Op-Ed: Mr Gates Comes to Washington
(Source: defense-aerospace.com; published Jan. 28, 2009)
By Giovanni de Briganti

PARIS --- The tenets of acquisition reform outlined by US Defense Secretary Robert Gates promise to strike at the very heart of the “military-industrial complex” decried by former president Dwight Eisenhower, and the complacent, nepotistic and incestuous culture that has developed in the Pentagon’s disgraced acquisition machinery.

The novelty of Gates’ approach is that it is based not on a political philosophy, nor on a partisan approach, but simply on logic – a fact-based rather than faith-based acquisition reform, as it were.

There is nothing in what Gates told the Senate Armed Services Committee on Jan. 27 regarding acquisition reform that has not been said many times before, most notably by the Government Accounting Office in an unbroken line of reports stretching back over decades: freeze requirements before buying; increase competition; use competitive prototyping; ensure technology maturity before moving programs to the next phase, and purchase at more efficient production rates.

The difference, however, is that Gates now has the motive – two wars and lower defense spending to come --, the political backing and the opportunity to implement these changes, and quickly, as now is “one of those rare chances to match virtue to necessity. To critically and ruthlessly separate appetites from real requirements – those things that are desirable in a perfect world from those things that are truly needed.”

Gates also signaled that he is not underestimating the reaction that the hard choices he promises will provoke in the military-industrial complex, which he calls “the stakeholders:”

“It is one thing to speak broadly about the need for budget discipline and acquisition reform. It is quite another to make tough choices about specific weapons systems and defense priorities based solely on national interests. And then to stick to those decisions over time. The President and I need your help as all of us together do what is best for America as a whole in making those decisions,” he told Senators.
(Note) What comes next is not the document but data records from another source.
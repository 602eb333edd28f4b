use anyhow::{Context, Result};
use indicatif::HumanBytes;
use std::path::{Path, PathBuf};
use tokio::fs;
use tracing::{debug, info};

use crate::cli::Provider;
use crate::config::FetchConfig;
use crate::fetcher::{FetchReport, Fetcher, TransferTarget};
use crate::providers;
use crate::utils::{join_relative, resolve_destination};

/// Everything needed to materialize one model revision from a registry.
#[derive(Clone, Debug)]
pub struct SnapshotRequest {
    pub provider: Provider,
    pub model: String,
    pub revision: String,
    pub local_dir: PathBuf,
    pub endpoint: Option<String>,
}

#[derive(Clone, Debug, Default, PartialEq, Eq)]
pub struct SnapshotReport {
    pub root: PathBuf,
    pub fetched: usize,
    pub skipped: usize,
    pub bytes: u64,
}

/// Single-URL download. Returns whether it succeeded; the error is already printed.
pub async fn run_single_download(url: String, dest: PathBuf, config: &FetchConfig) -> bool {
    let result = async {
        let fetcher = Fetcher::new(config.build_client()?).with_progress(config.show_progress);
        single_download(&fetcher, &url, &dest, config).await
    }
    .await;

    match result {
        Ok(report) => {
            println!("✅ Download complete: {}", report.destination.display());
            true
        }
        Err(e) => {
            eprintln!("❌ Download failed: {:#}", e);
            false
        }
    }
}

async fn single_download(
    fetcher: &Fetcher,
    url: &str,
    dest: &Path,
    config: &FetchConfig,
) -> Result<FetchReport> {
    let destination = resolve_destination(url, dest)?;
    let target = TransferTarget::new(url, destination, config.chunk_size);
    Ok(fetcher.fetch(&target).await?)
}

/// Registry download. Returns whether it succeeded; the error is already printed.
pub async fn run_snapshot(request: SnapshotRequest, config: &FetchConfig) -> bool {
    println!("Downloading {} from {:?}", request.model, request.provider);
    let result = async {
        let fetcher = Fetcher::new(config.build_client()?).with_progress(config.show_progress);
        download_snapshot(&fetcher, &request, config).await
    }
    .await;

    match result {
        Ok(report) => {
            println!(
                "✅ Model download complete: {} ({} fetched, {} already present, {})",
                report.root.display(),
                report.fetched,
                report.skipped,
                HumanBytes(report.bytes)
            );
            true
        }
        Err(e) => {
            eprintln!("❌ Model download failed: {:#}", e);
            false
        }
    }
}

/// Fetches every listed file of the model into `<local_dir>/<model>/`, one at a time.
/// Stops at the first failure; completed and partial files stay for the next run.
pub async fn download_snapshot(
    fetcher: &Fetcher,
    request: &SnapshotRequest,
    config: &FetchConfig,
) -> Result<SnapshotReport> {
    let root = join_relative(&request.local_dir, &request.model)?;
    fs::create_dir_all(&root)
        .await
        .with_context(|| format!("Failed to create model directory {}", root.display()))?;

    let items = providers::fetch_urls(
        fetcher.client(),
        request.provider,
        &request.model,
        &request.revision,
        request.endpoint.as_deref(),
        config.use_mirror,
    )
    .await?;
    info!(
        model = %request.model,
        files = items.len(),
        root = %root.display(),
        "listing fetched"
    );

    let mut report = SnapshotReport {
        root: root.clone(),
        ..Default::default()
    };

    for item in items {
        let destination = join_relative(&root, &item.path)?;

        if let (Some(expected), Ok(metadata)) = (item.size, fs::metadata(&destination).await) {
            if metadata.len() == expected {
                debug!(path = %item.path, size = expected, "already present, skipping");
                report.skipped += 1;
                report.bytes += expected;
                continue;
            }
        }

        debug!(path = %item.path, size = ?item.size, sha256 = ?item.sha256, "fetching");
        let target = TransferTarget::new(&item.url, destination, config.chunk_size);
        let fetched = fetcher
            .fetch(&target)
            .await
            .with_context(|| format!("Failed to download {}", item.path))?;
        report.fetched += 1;
        report.bytes += fetched.written;
    }

    Ok(report)
}
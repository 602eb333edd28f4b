use anyhow::{bail, Result};
use std::path::{Component, Path, PathBuf};
use url::Url;

pub fn get_filename_from_url(url_str: &str) -> Result<String> {
    let url = Url::parse(url_str)?;

    if let Some(segments) = url.path_segments() {
        if let Some(filename) = segments.last() {
            if !filename.is_empty() {
                return Ok(filename.to_string());
            }
        }
    }

    // Fallback if no filename found in path
    Ok(format!("download_{}", uuid::Uuid::new_v4()))
}

pub fn sanitize_filename(filename: &str) -> String {
    filename.replace(|c: char| !c.is_alphanumeric() && c != '.' && c != '-' && c != '_', "_")
}

pub fn is_remote_source(source: &str) -> bool {
    Url::parse(source)
        .map(|url| matches!(url.scheme(), "http" | "https"))
        .unwrap_or(false)
}

/// Where a single-URL download lands: `dest` itself, or a file named after the
/// URL when `dest` is an existing directory.
pub fn resolve_destination(source: &str, dest: &Path) -> Result<PathBuf> {
    if dest.is_dir() {
        let filename = sanitize_filename(&get_filename_from_url(source)?);
        Ok(dest.join(filename))
    } else {
        Ok(dest.to_path_buf())
    }
}

/// Joins a registry-relative path under `root`, refusing anything that could escape it.
pub fn join_relative(root: &Path, relative: &str) -> Result<PathBuf> {
    let relative = Path::new(relative);
    let mut path = root.to_path_buf();
    let mut pushed = false;
    for component in relative.components() {
        match component {
            Component::Normal(part) => {
                path.push(part);
                pushed = true;
            }
            Component::CurDir => {}
            _ => bail!("Refusing unsafe file path {:?}", relative),
        }
    }
    if !pushed {
        bail!("Empty file path in listing");
    }
    Ok(path)
}
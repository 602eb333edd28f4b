use clap::ValueEnum;

#[derive(ValueEnum, Clone, Copy, Debug, PartialEq, Eq)]
pub enum Provider {
    Modelscope,
    Huggingface,
}

impl Provider {
    /// Branch a repository is published on when no revision is given.
    pub fn default_revision(self) -> &'static str {
        match self {
            Provider::Modelscope => "master",
            Provider::Huggingface => "main",
        }
    }
}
A fat chance. During the Jan. 27 hearing, committee members implicitly – and perhaps unthinkingly -- signaled that their priorities were unchanged when they questioned Gates first on their own pet programs, ideas and constituent issues, and only afterwards addressed issues to which they clearly assign lower priority, such as war, soldier welfare and acquisition.
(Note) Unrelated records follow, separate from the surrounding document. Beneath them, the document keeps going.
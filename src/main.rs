mod cli;
mod commands;
mod config;
mod fetcher;
mod providers;
mod utils;

#[cfg(test)]
mod test_support;

use anyhow::Result;
use clap::Parser;
use std::num::NonZeroUsize;
use std::path::PathBuf;
use std::process::ExitCode;
use std::time::Duration;
use tracing_subscriber::EnvFilter;

use crate::cli::Provider;
use crate::commands::SnapshotRequest;
use crate::config::{FetchConfig, DEFAULT_CHUNK_SIZE, DEFAULT_CONNECT_TIMEOUT_SECS};

#[derive(Parser, Debug)]
#[command(author, version, about = "Resumable model downloader", long_about = None)]
struct Args {
    /// Model id (e.g. org/model) to fetch from the registry, or an http(s) URL
    #[arg(index = 1)]
    source: String,

    /// Local directory for models; for a URL, the destination file or directory
    #[arg(index = 2)]
    dest: PathBuf,

    /// Bytes written per chunk
    #[arg(long = "chunk-size", default_value_t = default_chunk_size())]
    chunk_size: NonZeroUsize,

    /// Model registry used for model ids
    #[arg(short = 'P', long, value_enum, default_value = "modelscope")]
    provider: Provider,

    /// Revision/branch used when generating resolve URLs
    /// [default: master for modelscope, main for huggingface]
    #[arg(short = 'b', long = "revision")]
    revision: Option<String>,

    /// Override the registry base URL
    #[arg(long)]
    endpoint: Option<String>,

    /// Talk to the registry directly instead of its mirror
    #[arg(long = "no-mirror")]
    no_mirror: bool,

    /// Extra request header, e.g. -H 'Authorization: Bearer xyz' (repeatable)
    #[arg(short = 'H', long = "header")]
    headers: Vec<String>,

    /// Hide the progress bar
    #[arg(short = 'q', long)]
    quiet: bool,

    /// Connection timeout in seconds
    #[arg(long = "connect-timeout", default_value_t = DEFAULT_CONNECT_TIMEOUT_SECS)]
    connect_timeout: u64,
}

fn default_chunk_size() -> NonZeroUsize {
    NonZeroUsize::new(DEFAULT_CHUNK_SIZE).unwrap_or(NonZeroUsize::MIN)
}

impl Args {
    fn revision(&self) -> String {
        self.revision
            .clone()
            .unwrap_or_else(|| self.provider.default_revision().to_string())
    }

    fn fetch_config(&self) -> Result<FetchConfig> {
        let mut config = FetchConfig {
            connect_timeout: Duration::from_secs(self.connect_timeout),
            chunk_size: self.chunk_size,
            use_mirror: !self.no_mirror,
            show_progress: !self.quiet,
            ..FetchConfig::default()
        };
        for header in &self.headers {
            config.add_header(header)?;
        }
        Ok(config)
    }
}

fn main() -> ExitCode {
    tracing_subscriber::fmt()
        .with_env_filter(
            EnvFilter::try_from_default_env().unwrap_or_else(|_| EnvFilter::new("info")),
        )
        .with_writer(std::io::stderr)
        .init();

    let args = Args::parse();
    match run(args) {
        Ok(true) => ExitCode::SUCCESS,
        Ok(false) => ExitCode::FAILURE,
        Err(e) => {
            eprintln!("❌ {:#}", e);
            ExitCode::FAILURE
        }
    }
}

fn run(args: Args) -> Result<bool> {
    let config = args.fetch_config()?;
    let revision = args.revision();
    tracing::debug!(?config, "configuration resolved");

    // One transfer at a time; a current-thread runtime is all that is needed.
    let rt = tokio::runtime::Builder::new_current_thread().enable_all().build()?;
    let ok = rt.block_on(async {
        if crate::utils::is_remote_source(&args.source) {
            crate::commands::run_single_download(args.source, args.dest, &config).await
        } else {
            let request = SnapshotRequest {
                provider: args.provider,
                revision,
                model: args.source,
                local_dir: args.dest,
                endpoint: args.endpoint,
            };
            crate::commands::run_snapshot(request, &config).await
        }
    });
    Ok(ok)
}
use anyhow::{bail, Context, Result};
use reqwest::Client;
use serde::Deserialize;

use super::DownloadItem;

pub const DEFAULT_ENDPOINT: &str = "https://huggingface.co";
pub const MIRROR_ENDPOINT: &str = "https://hf-mirror.com";

#[derive(Deserialize)]
struct ModelInfo {
    #[serde(default)]
    siblings: Vec<Sibling>,
}

#[derive(Deserialize)]
struct Sibling {
    rfilename: String,
    #[serde(default)]
    size: Option<u64>,
}

pub async fn fetch_huggingface_urls(
    client: &Client,
    endpoint: &str,
    model: &str,
    revision: &str,
) -> Result<Vec<DownloadItem>> {
    let api_url = format!("{}/api/models/{}/revision/{}", endpoint, model, revision);
    let resp = client
        .get(&api_url)
        .query(&[("blobs", "true")])
        .send()
        .await
        .context("Failed to request Hugging Face model info")?;
    if !resp.status().is_success() {
        bail!("Hugging Face model info request failed with status {}", resp.status());
    }

    let body = resp.text().await.context("Failed to read Hugging Face response")?;
    let info: ModelInfo =
        serde_json::from_str(&body).context("Failed to parse Hugging Face response JSON")?;

    let items: Vec<DownloadItem> = info
        .siblings
        .into_iter()
        .map(|sibling| DownloadItem {
            url: format!("{}/{}/resolve/{}/{}", endpoint, model, revision, sibling.rfilename),
            path: sibling.rfilename,
            size: sibling.size,
            sha256: None,
        })
        .collect();

    if items.is_empty() {
        bail!("Hugging Face file list for {} is empty", model);
    }
    Ok(items)
}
While not unexpected, it must nonetheless have disheartened Gates to hear parochial interests still leading, if not dominating, the debate, minutes after having made what is, arguably, the most significant policy statement made by a serving secretary of defense in living memory.

And, when the hard choices are made, and programs are cut, Congress will spring into action in a Pavlovian attempt to above all save jobs in their districts, egged on by manufacturers that have spread production of major programs all over the map to buy just this kind of congressional “insurance.”

Compared to what will happen then, the fuss about Airbus winning the US Air Force’s tanker competition will seem like a civilized and thoughtful exchange of views because, whatever the rationale, Gates’ decisions on a double handful of major programs (Joint Strike Fighter, F-22, KC-X tanker, Combat SAR helicopter, DDG-1000 destroyer, Littoral Combat Ship, Future Combat Systems, etc.) will spell not only ruin or prosperity, but possibly life or death, for many a contractor.